Records for processing:
+ + + +
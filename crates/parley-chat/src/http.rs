//! reqwest implementation of the lookup and inference services.

use std::time::Duration;

use async_trait::async_trait;
use parley_core::config::ServiceConfig;
use reqwest::Client;
use tracing::debug;

use crate::backend::{
    InferenceReply, InferenceRequest, InferenceService, LookupEntries, LookupRequest,
    LookupService,
};
use crate::error::ChatError;

const LOOKUP_PATH: &str = "getresponses";
const INFERENCE_PATH: &str = "ask";

/// HTTP client for the widget's backend (`/getresponses` and `/ask`).
#[derive(Debug, Clone)]
pub struct HttpBackend {
    client: Client,
    base_url: String,
}

impl HttpBackend {
    /// Build a client for `service.base_url`.
    ///
    /// A timeout is only applied when `request_timeout_secs` is set.
    pub fn new(service: &ServiceConfig) -> Result<Self, ChatError> {
        let mut builder = Client::builder();
        if let Some(secs) = service.request_timeout_secs {
            builder = builder.timeout(Duration::from_secs(secs));
        }
        let client = builder
            .build()
            .map_err(|e| ChatError::Config(format!("failed to build HTTP client: {}", e)))?;

        Ok(Self {
            client,
            base_url: service.base_url.trim_end_matches('/').to_string(),
        })
    }

    pub fn base_url(&self) -> &str {
        &self.base_url
    }

    fn endpoint(&self, path: &str) -> String {
        format!("{}/{}", self.base_url, path)
    }
}

#[async_trait]
impl LookupService for HttpBackend {
    async fn lookup(&self, request: &LookupRequest) -> Result<LookupEntries, ChatError> {
        let url = self.endpoint(LOOKUP_PATH);
        let response = self
            .client
            .post(&url)
            .json(request)
            .send()
            .await
            .map_err(|e| ChatError::LookupFailed(format!("request to {} failed: {}", url, e)))?;

        let status = response.status();
        if !status.is_success() {
            let body = response.text().await.unwrap_or_default();
            return Err(ChatError::LookupFailed(format!(
                "lookup returned {}: {}",
                status, body
            )));
        }

        let entries: LookupEntries = response
            .json()
            .await
            .map_err(|e| ChatError::LookupFailed(format!("malformed lookup body: {}", e)))?;
        debug!(url = %url, entries = entries.len(), "Lookup response received");
        Ok(entries)
    }
}

#[async_trait]
impl InferenceService for HttpBackend {
    async fn ask(&self, request: &InferenceRequest) -> Result<InferenceReply, ChatError> {
        let url = self.endpoint(INFERENCE_PATH);
        let response = self
            .client
            .post(&url)
            .json(request)
            .send()
            .await
            .map_err(|e| ChatError::InferenceFailed(format!("request to {} failed: {}", url, e)))?;

        let status = response.status();
        if !status.is_success() {
            let body = response.text().await.unwrap_or_default();
            return Err(ChatError::InferenceFailed(format!(
                "inference returned {}: {}",
                status, body
            )));
        }

        response
            .json::<InferenceReply>()
            .await
            .map_err(|e| ChatError::InferenceFailed(format!("malformed inference body: {}", e)))
    }
}

#[cfg(test)]
mod tests {
    use super::*;

    #[test]
    fn test_endpoint_strips_trailing_slash() {
        let service = ServiceConfig {
            base_url: "https://bot.example.com/".to_string(),
            ..ServiceConfig::default()
        };
        let backend = HttpBackend::new(&service).unwrap();
        assert_eq!(backend.base_url(), "https://bot.example.com");
        assert_eq!(
            backend.endpoint(LOOKUP_PATH),
            "https://bot.example.com/getresponses"
        );
        assert_eq!(backend.endpoint(INFERENCE_PATH), "https://bot.example.com/ask");
    }

    #[test]
    fn test_new_with_timeout() {
        let service = ServiceConfig {
            request_timeout_secs: Some(5),
            ..ServiceConfig::default()
        };
        assert!(HttpBackend::new(&service).is_ok());
    }

    #[tokio::test]
    async fn test_unreachable_host_is_lookup_failure() {
        // Port 9 (discard) on localhost is expected to refuse connections
        let service = ServiceConfig {
            base_url: "http://127.0.0.1:9".to_string(),
            request_timeout_secs: Some(2),
            ..ServiceConfig::default()
        };
        let backend = HttpBackend::new(&service).unwrap();
        let request = LookupRequest {
            user_input: "pricing".to_string(),
            client_id: "lollypop_design".to_string(),
            session_id: None,
        };
        let err = backend.lookup(&request).await.unwrap_err();
        assert!(matches!(err, ChatError::LookupFailed(_)));
    }
}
+ + + +
Problem: Check the listing for the word "LookupEntries". Show each line that has it.

Answer box:
    InferenceReply, InferenceRequest, InferenceService, LookupEntries, LookupRequest,
    async fn lookup(&self, request: &LookupRequest) -> Result<LookupEntries, ChatError> {
        let entries: LookupEntries = response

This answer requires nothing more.